■ **RECORD SET**:
mod blending;
mod matcher;
mod update;
//! Example-based motion synthesis by multiscale patch matching and blending
//!
//! A single reference motion is downsampled into a pyramid. Starting from a
//! noisy coarse estimate, every level alternates nearest-neighbor patch
//! matching against the reference with overlap blending, then seeds the next
//! finer level. Optional constraints pin key poses, steer horizontal speed
//! toward a target curve, penalize jitter and restrict matching to
//! speed-compatible patches.

#![forbid(unsafe_code)]

/// Patch matching, blending and the pyramid optimizer
pub mod algorithm;
/// Quality diagnostics of synthesized motion
pub mod analysis;
/// Keyframes, velocity profiles, smoothness and speed-aware search
pub mod constraints;
/// Input/output operations and error handling
pub mod io;
/// Interpolation and noise utilities
pub mod math;
/// Motion data model, resampling and pyramids
pub mod motion;

pub use algorithm::executor::{IterationReport, PyramidOptimizer, SynthesisPlan};
pub use io::error::{Result, SynthesisError};
pub use motion::{ChannelLayout, Motion, RootChannels};
//! Seeded Gaussian noise for optimizer initialization

use ndarray::Array2;
use rand::{SeedableRng, rngs::StdRng};
use rand_distr::{Distribution, Normal};

/// Deterministic zero-mean Gaussian noise source
pub struct NoiseSource {
    rng: StdRng,
}

impl NoiseSource {
    /// Create a noise source from a fixed seed
    pub fn new(seed: u64) -> Self {
        Self {
            rng: StdRng::seed_from_u64(seed),
        }
    }

    /// Add `N(0, sigma²)` noise to every element of `buffer`
    ///
    /// A non-positive or non-finite sigma leaves the buffer untouched.
    pub fn perturb(&mut self, buffer: &mut Array2<f64>, sigma: f64) {
        if !(sigma.is_finite() && sigma > 0.0) {
            return;
        }
        let Ok(normal) = Normal::new(0.0, sigma) else {
            return;
        };
        for value in buffer.iter_mut() {
            *value += normal.sample(&mut self.rng);
        }
    }
}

■ **AIM OF THE TASK**:
Check each line of the listing for "constraints", and copy the ones that hold it.

■ **SOLUTION TO THE PROBLEM**:
//! finer level. Optional constraints pin key poses, steer horizontal speed
pub mod constraints;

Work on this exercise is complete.